> **PROBLEM DESCRIPTION**
Everything in the data below is left aside except the lines from the one containing "pub struct CommandEnvelope" through the one containing "pub fn fire(command: TimerCommand)"; repeat those exactly.

> **PROVIDED RECORDS**
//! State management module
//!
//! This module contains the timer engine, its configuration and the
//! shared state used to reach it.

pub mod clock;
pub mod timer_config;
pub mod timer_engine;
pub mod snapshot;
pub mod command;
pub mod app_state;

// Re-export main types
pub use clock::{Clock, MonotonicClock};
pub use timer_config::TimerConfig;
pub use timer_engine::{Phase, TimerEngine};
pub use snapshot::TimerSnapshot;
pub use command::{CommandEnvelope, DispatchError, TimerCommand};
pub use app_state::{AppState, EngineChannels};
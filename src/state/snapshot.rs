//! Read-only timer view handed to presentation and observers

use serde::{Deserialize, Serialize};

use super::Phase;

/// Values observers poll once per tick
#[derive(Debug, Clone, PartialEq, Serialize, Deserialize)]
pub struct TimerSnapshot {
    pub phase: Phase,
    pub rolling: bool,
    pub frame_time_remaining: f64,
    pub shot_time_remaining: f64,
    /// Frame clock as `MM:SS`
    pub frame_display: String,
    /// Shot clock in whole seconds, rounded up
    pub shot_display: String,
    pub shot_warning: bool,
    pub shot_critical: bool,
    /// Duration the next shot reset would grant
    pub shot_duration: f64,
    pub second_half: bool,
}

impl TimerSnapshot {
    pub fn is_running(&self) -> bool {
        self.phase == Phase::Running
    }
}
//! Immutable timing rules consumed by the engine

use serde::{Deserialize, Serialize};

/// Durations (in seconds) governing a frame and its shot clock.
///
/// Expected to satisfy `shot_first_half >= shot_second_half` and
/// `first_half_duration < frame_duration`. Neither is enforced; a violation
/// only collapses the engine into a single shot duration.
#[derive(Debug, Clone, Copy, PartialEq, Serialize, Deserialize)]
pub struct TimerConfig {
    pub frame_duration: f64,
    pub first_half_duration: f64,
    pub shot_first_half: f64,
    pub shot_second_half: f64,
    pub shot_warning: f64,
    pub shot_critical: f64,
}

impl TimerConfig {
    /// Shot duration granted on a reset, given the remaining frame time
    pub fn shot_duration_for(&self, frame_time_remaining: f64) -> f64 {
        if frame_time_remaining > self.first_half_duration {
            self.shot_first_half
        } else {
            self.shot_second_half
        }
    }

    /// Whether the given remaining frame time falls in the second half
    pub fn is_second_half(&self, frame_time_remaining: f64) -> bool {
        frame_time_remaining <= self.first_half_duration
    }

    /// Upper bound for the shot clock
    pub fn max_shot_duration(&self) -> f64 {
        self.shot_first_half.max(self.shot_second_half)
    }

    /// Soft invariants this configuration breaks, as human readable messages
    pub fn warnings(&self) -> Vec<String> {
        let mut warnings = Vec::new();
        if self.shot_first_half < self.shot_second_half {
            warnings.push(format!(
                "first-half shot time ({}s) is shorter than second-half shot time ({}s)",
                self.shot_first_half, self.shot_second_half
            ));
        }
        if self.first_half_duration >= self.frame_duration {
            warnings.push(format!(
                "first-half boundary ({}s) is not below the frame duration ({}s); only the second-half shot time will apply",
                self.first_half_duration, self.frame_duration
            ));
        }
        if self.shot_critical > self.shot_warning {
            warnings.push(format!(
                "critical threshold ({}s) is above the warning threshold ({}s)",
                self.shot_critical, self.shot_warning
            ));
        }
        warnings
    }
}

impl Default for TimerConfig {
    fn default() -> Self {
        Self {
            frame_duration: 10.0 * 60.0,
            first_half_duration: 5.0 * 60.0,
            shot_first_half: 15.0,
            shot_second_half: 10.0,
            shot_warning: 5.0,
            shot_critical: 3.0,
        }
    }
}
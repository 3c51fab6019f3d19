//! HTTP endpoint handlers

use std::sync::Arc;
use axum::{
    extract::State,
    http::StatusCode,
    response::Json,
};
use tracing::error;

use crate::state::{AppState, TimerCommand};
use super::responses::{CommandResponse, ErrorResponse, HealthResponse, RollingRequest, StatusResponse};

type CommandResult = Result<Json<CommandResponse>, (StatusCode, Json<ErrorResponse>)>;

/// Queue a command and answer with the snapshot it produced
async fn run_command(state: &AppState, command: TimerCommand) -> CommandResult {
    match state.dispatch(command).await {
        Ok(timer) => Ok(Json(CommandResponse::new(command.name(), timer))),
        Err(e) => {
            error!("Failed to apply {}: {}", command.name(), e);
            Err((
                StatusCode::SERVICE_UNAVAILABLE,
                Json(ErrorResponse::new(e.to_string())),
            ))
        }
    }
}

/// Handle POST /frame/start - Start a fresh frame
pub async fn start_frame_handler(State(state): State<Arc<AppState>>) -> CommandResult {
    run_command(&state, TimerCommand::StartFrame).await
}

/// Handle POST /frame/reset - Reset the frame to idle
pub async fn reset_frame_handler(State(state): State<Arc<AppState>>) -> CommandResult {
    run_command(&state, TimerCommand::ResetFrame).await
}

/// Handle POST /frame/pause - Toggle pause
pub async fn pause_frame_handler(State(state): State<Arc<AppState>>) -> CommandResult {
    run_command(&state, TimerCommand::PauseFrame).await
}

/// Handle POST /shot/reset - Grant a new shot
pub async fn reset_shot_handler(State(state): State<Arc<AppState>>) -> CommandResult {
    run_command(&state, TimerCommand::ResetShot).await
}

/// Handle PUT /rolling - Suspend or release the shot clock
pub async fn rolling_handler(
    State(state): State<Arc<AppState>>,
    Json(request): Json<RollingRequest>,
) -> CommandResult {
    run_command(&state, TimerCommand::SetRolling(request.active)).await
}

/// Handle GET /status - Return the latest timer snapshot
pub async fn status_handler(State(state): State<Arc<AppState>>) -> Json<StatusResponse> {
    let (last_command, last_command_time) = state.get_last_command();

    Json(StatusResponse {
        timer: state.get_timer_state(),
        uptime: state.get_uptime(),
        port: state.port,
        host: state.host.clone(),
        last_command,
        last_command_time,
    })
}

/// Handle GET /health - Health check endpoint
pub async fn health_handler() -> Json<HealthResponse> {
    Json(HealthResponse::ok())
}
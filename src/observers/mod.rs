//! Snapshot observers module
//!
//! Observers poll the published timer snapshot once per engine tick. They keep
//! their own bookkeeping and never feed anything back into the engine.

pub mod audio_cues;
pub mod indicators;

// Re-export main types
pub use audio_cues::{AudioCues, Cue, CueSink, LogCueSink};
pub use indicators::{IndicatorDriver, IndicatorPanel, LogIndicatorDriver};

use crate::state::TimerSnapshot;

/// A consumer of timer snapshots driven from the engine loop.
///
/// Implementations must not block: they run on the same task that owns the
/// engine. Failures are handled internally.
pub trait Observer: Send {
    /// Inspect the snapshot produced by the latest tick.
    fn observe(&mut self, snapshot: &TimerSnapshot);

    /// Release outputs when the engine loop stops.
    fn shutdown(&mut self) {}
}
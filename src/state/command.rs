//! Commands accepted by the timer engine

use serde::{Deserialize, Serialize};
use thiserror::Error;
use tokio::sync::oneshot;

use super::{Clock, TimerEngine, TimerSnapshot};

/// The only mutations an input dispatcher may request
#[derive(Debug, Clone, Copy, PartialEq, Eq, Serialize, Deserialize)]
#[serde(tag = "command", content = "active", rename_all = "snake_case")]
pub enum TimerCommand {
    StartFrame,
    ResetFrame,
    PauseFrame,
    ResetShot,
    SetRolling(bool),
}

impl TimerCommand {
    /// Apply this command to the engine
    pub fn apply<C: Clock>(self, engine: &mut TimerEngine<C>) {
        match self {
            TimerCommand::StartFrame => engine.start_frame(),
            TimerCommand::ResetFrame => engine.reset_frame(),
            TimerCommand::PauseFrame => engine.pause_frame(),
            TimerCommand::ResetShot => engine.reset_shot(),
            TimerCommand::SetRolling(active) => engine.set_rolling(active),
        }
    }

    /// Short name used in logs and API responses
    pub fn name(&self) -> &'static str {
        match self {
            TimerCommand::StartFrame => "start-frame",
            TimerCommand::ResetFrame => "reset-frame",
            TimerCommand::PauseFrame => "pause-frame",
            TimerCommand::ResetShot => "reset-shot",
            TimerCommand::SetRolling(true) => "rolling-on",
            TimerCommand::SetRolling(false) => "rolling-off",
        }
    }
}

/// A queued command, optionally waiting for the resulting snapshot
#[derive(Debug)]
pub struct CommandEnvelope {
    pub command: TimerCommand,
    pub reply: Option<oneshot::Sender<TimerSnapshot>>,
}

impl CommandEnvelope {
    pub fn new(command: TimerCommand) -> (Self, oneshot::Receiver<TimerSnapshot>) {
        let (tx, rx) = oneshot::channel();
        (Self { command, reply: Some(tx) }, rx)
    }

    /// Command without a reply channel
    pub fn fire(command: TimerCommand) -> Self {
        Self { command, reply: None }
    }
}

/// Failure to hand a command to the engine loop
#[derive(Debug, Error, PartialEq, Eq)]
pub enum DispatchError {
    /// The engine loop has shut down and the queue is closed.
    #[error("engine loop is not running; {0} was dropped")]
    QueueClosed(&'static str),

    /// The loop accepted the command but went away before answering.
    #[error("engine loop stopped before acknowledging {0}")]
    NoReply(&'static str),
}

> **EXERCISE SOLUTION**
pub struct CommandEnvelope {
    pub command: TimerCommand,
    pub reply: Option<oneshot::Sender<TimerSnapshot>>,
}

impl CommandEnvelope {
    pub fn new(command: TimerCommand) -> (Self, oneshot::Receiver<TimerSnapshot>) {
        let (tx, rx) = oneshot::channel();
        (Self { command, reply: Some(tx) }, rx)
    }

    /// Command without a reply channel
    pub fn fire(command: TimerCommand) -> Self {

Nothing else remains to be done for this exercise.